Matahari pun mulai menuju tempatnya, dan saatnya
Ryan beranjak dari kenyamanannya.
----oOo----
Dirumah. Suara keributan terdengar dari luar.
“Huhhh”, Ryan menghela nafas.
“Mana ryan, pagi-pagi udah kelayapan!! Kamu yang bener
dong jaga anak”, bentak Papa Ryan.
“Kok kamu jadi bentak-bentak aku sih”, Jawab Mama Ryan.
“Ya
iyalah, kamu
bisa ga sih jadi ibu? Jaga anak aja ga bener”, lanjut Papa Ryan.
“Brakkk”, terdengar suara pintu tertutup keras.
Seketika dua orang yang sedang bersitegang itu menoleh ke arah pintu
depan rumah. Dengan santai Ryan masuk kedalam rumah.
“Ryan, tutup pintu nya pelan-pelan dong” kata mama. “Dari
mana aja kamu? Pagi-pagi kok udah ga ada dirumah? Mama khawatir”
“Khawatir? Ga salah denger Ryan? Apa sih pedulinya Mama? Aku mau mandi dulu” jawab Ryan.
“Ryan!!!”, Teriak Papa. “Udah lah pa, urusin aja urusan kalian, aku capek
dengerin kalian”, sahut Ryan membantah, “Aku mau mandi dulu.”

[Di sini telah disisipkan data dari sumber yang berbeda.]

// Copyright 2025 LiveKit, Inc.
//
// Licensed under the Apache License, Version 2.0 (the "License");
// you may not use this file except in compliance with the License.
// You may obtain a copy of the License at
//
//     http://www.apache.org/licenses/LICENSE-2.0
//
// Unless required by applicable law or agreed to in writing, software
// distributed under the License is distributed on an "AS IS" BASIS,
// WITHOUT WARRANTIES OR CONDITIONS OF ANY KIND, either express or implied.
// See the License for the specific language governing permissions and
// limitations under the License.

#[derive(Debug, Copy, Clone, PartialEq, Eq)]
pub enum RtcTrackState {
    Live,
    Ended,
}

macro_rules! media_stream_track {
    () => {
        pub fn id(&self) -> String {
            self.handle.id()
        }

        pub fn enabled(&self) -> bool {
            self.handle.enabled()
        }

        pub fn set_enabled(&self, enabled: bool) -> bool {
            self.handle.set_enabled(enabled)
        }

        pub fn state(&self) -> RtcTrackState {
            self.handle.state()
        }
    };
}

pub(crate) use media_stream_track;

Tidak lama kemudian, Ryan keluar dari kamar menggunakan
seragam, tanpa berpamitan dengan kedua orangtuanya ia bergegas menuju mobil
untuk berangkat ke sekolah.
Seperti biasa, Bibi Inem sudah ada di depan rumah untuk berbicara dengan Ryan.
“Den Ryan ga sarapan dulu? Bibi udah siapain sarapannya
lho? Lagian mama papa Den Ryan juga sudah menunggu”, Kata Bibi.
“Emm ga usah deh Bi, udah telat nihh, maaf ya. Lagian males banget sarapan
bareng mereka yang ada malah dengerin mereka berantem mulu”, Jawab Ryan.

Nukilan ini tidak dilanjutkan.